Department of Anaesthesia and Intensive Care, Royal Adelaide Hospital, University of Adelaide, Adelaide, Australia.
Eur J Anaesthesiol. 2010 Mar;27(3):241-6. doi: 10.1097/EJA.0b013e328331a361.
Pain relief using intermittent subcutaneous injections of an opioid (e.g. morphine) avoids the need for venous access and does not require complex or expensive pumps and devices. Although data on the pharmacokinetics of subcutaneous morphine exist, there are no comparable data for fentanyl in healthy volunteers. Therefore, the aim of this study was to characterize the pharmacokinetics of 200 microg fentanyl administered as a single bolus dose via the subcutaneous route in healthy opioid-naive volunteers.

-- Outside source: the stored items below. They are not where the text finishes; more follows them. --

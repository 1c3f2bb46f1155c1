//! Main parser coordinator
//!
//! This module provides the [`Parser`] struct and core parsing infrastructure,
//! including error types, helper methods, and the main parse entry point.
//!
//! # Parser Architecture
//!
//! The Parser keeps a two-token window (`current`, `peek`) over a lazily
//! driven [`Lexer`]:
//! - This module: Parser struct, diagnostics, helper methods, recovery
//! - `statements`: statement dispatch and the statement forms
//! - `expressions`: precedence climbing for expressions
//!
//! Every statement parser starts with `current` on the statement's first
//! token and returns with `current` on its last token (the `;` or `}`).
//!
//! # Error Recovery
//!
//! A statement that fails to parse is dropped, its [`ParseError`] is pushed
//! into the diagnostics list, and the parser skips to the next statement
//! boundary. A single pass therefore reports every independent error.

use crate::parser::ast::*;
use crate::parser::lexer::{Lexer, Token, TokenKind};
use std::fmt;
use thiserror::Error;

/// Parser error type
#[derive(Debug, Clone, PartialEq, Eq, Error)]
#[error("Parse error at {location}: {message}")]
pub struct ParseError {
    pub message: String,
    pub location: SourceLocation,
}

impl ParseError {
    pub fn new(message: impl Into<String>, location: SourceLocation) -> Self {
        Self {
            message: message.into(),
            location,
        }
    }
}

/// Every diagnostic collected while parsing one program.
#[derive(Debug, Clone, PartialEq, Eq)]
pub struct Diagnostics(pub Vec<ParseError>);

impl Diagnostics {
    pub fn len(&self) -> usize {
        self.0.len()
    }

    pub fn is_empty(&self) -> bool {
        self.0.is_empty()
    }

    pub fn iter(&self) -> impl Iterator<Item = &ParseError> {
        self.0.iter()
    }
}

impl fmt::Display for Diagnostics {
    fn fmt(&self, f: &mut fmt::Formatter<'_>) -> fmt::Result {
        for (i, err) in self.0.iter().enumerate() {
            if i > 0 {
                writeln!(f)?;
            }
            write!(f, "{}", err)?;
        }
        Ok(())
    }
}

impl std::error::Error for Diagnostics {}

pub(crate) type ParseResult<T> = Result<T, ParseError>;

/// Pratt parser for the cccp language
pub struct Parser<'a> {
    lexer: Lexer<'a>,
    pub(crate) current: Token,
    pub(crate) peek: Token,
    pub(crate) errors: Vec<ParseError>,
    /// Number of `{` blocks currently open.
    pub(crate) block_depth: usize,
}

impl<'a> Parser<'a> {
    pub fn new(source: &'a str) -> Self {
        let mut lexer = Lexer::new(source);
        let current = lexer.next_token();
        let peek = lexer.next_token();
        Self {
            lexer,
            current,
            peek,
            errors: Vec::new(),
            block_depth: 0,
        }
    }

    /// Parse the entire program. Statements that fail to parse are left out
    /// of the result and reported through [`Parser::errors`].
    pub fn parse_program(&mut self) -> Program {
        let mut program = Program::new();

        while !self.current_is(TokenKind::Eof) {
            match self.parse_statement() {
                Ok(stmt) => {
                    program.statements.push(stmt);
                    self.next_token();
                }
                Err(err) => self.record(err),
            }
        }

        program
    }

    /// Diagnostics collected so far
    pub fn errors(&self) -> &[ParseError] {
        &self.errors
    }

    /// Parse, then hand back either the program or every diagnostic.
    pub fn finish(mut self) -> Result<Program, Diagnostics> {
        let program = self.parse_program();
        if self.errors.is_empty() {
            Ok(program)
        } else {
            Err(Diagnostics(self.errors))
        }
    }

    /// Push a diagnostic and resynchronise on the next statement.
    pub(crate) fn record(&mut self, err: ParseError) {
        tracing::trace!(%err, "recording parse error");
        self.errors.push(err);
        self.synchronize();
    }

    /// Skip to the first token of the next statement: just past a `;`, onto
    /// a statement keyword, onto the enclosing block's `}`, or to the end of
    /// input. Always makes progress unless it is already at a stopping point
    /// that the caller's loop handles.
    fn synchronize(&mut self) {
        loop {
            match self.current.kind {
                TokenKind::Eof => return,
                TokenKind::RBrace if self.block_depth > 0 => return,
                TokenKind::Semicolon => {
                    self.next_token();
                    return;
                }
                _ => {}
            }
            self.next_token();
            if self.current.kind.starts_statement() {
                return;
            }
        }
    }

    // ===== Helper methods =====

    pub(crate) fn next_token(&mut self) {
        let next = self.lexer.next_token();
        self.current = std::mem::replace(&mut self.peek, next);
    }

    pub(crate) fn current_is(&self, kind: TokenKind) -> bool {
        self.current.is(kind)
    }

    pub(crate) fn peek_is(&self, kind: TokenKind) -> bool {
        self.peek.is(kind)
    }

    pub(crate) fn current_location(&self) -> SourceLocation {
        self.current.location
    }

    /// Advance onto `peek` if it has the expected kind, otherwise fail with
    /// "expected X, got Y" and leave the window untouched.
    pub(crate) fn expect_peek(&mut self, kind: TokenKind) -> ParseResult<()> {
        if self.peek_is(kind) {
            self.next_token();
            Ok(())
        } else {
            Err(self.peek_error(&kind.to_string()))
        }
    }

    pub(crate) fn peek_error(&self, expected: &str) -> ParseError {
        ParseError::new(
            format!("expected {}, got {}", expected, self.peek),
            self.peek.location,
        )
    }

    /// Consume a trailing `;` if there is one.
    pub(crate) fn skip_optional_semicolon(&mut self) {
        if self.peek_is(TokenKind::Semicolon) {
            self.next_token();
        }
    }

    /// Read the current token as an identifier name.
    pub(crate) fn current_identifier(&self) -> ParseResult<String> {
        if self.current_is(TokenKind::Ident) {
            Ok(self.current.literal.clone())
        } else {
            Err(ParseError::new(
                format!("expected identifier, got {}", self.current),
                self.current.location,
            ))
        }
    }

    /// Parse a comma-separated list closed by `end`. On entry `current` is
    /// the opening delimiter; on exit it is `end`. `item` starts on the
    /// item's first token and must leave `current` on its last token.
    pub(crate) fn parse_delimited<T>(
        &mut self,
        end: TokenKind,
        mut item: impl FnMut(&mut Self) -> ParseResult<T>,
    ) -> ParseResult<Vec<T>> {
        let mut items = Vec::new();

        if self.peek_is(end) {
            self.next_token();
            return Ok(items);
        }

        self.next_token();
        items.push(item(self)?);

        while self.peek_is(TokenKind::Comma) {
            self.next_token(); // ','
            self.next_token();
            items.push(item(self)?);
        }

        if !self.peek_is(end) {
            return Err(self.peek_error(&format!("',' or {}", end)));
        }
        self.next_token();

        Ok(items)
    }
}

/// Parse a complete source text.
pub fn parse(source: &str) -> Result<Program, Diagnostics> {
    Parser::new(source).finish()
}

Nine healthy male volunteers were given 200 microg of subcutaneous fentanyl for more than 30 s. Opioid effects were blocked by administration of naltrexone. Venous blood samples taken at intervals from 5 min to 10 h after the dose were assayed using a liquid chromatography-mass spectrometry method. Pharmacokinetic data were analysed using a noncompartmental analysis approach.
After subcutaneous bolus dose administration, the median maximum concentration of fentanyl was 0.55 ng ml(-1) (range 0.28-0.87 ng ml(-1)), reached at a median time of 15 min (range 10-30 min). The terminal half-life was 10.00 h (range 5.48-16.37 h).
Absorption of subcutaneous fentanyl was relatively rapid and similar to the rate of absorption previously reported for subcutaneous morphine; the terminal half-life for fentanyl was substantially longer (10 h) than that of morphine (2.1 h), and blood concentrations were no more variable than that after administration by other nonintravenous routes.
使用阿片类药物(如吗啡)间歇性皮下注射来缓解疼痛,可避免静脉通路的需要,且不需要复杂或昂贵的泵和设备。虽然有关于皮下注射吗啡药代动力学的数据,但在健康志愿者中,没有类似芬太尼的数据。因此,本研究的目的是描述健康的阿片类药物初治志愿者单次皮下给予 200μg 芬太尼时的药代动力学特征。
9 名健康男性志愿者接受超过 30 秒的 200μg 芬太尼皮下注射。给予纳曲酮阻断阿片类药物的作用。在给药后 5 分钟至 10 小时的间隔时间内采集静脉血样,使用液相色谱-质谱法进行检测。使用非房室分析方法对药代动力学数据进行分析。
皮下推注给药后,芬太尼的中位数最大浓度为 0.55ng/ml(范围 0.28-0.87ng/ml),中位数达峰时间为 15 分钟(范围 10-30 分钟)。终末半衰期为 10.00 小时(范围 5.48-16.37 小时)。
皮下芬太尼的吸收相对较快,与先前报告的皮下吗啡吸收速率相似;芬太尼的终末半衰期明显长(10 小时)于吗啡(2.1 小时),且血药浓度的变异性不比其他非静脉途径给药后更大。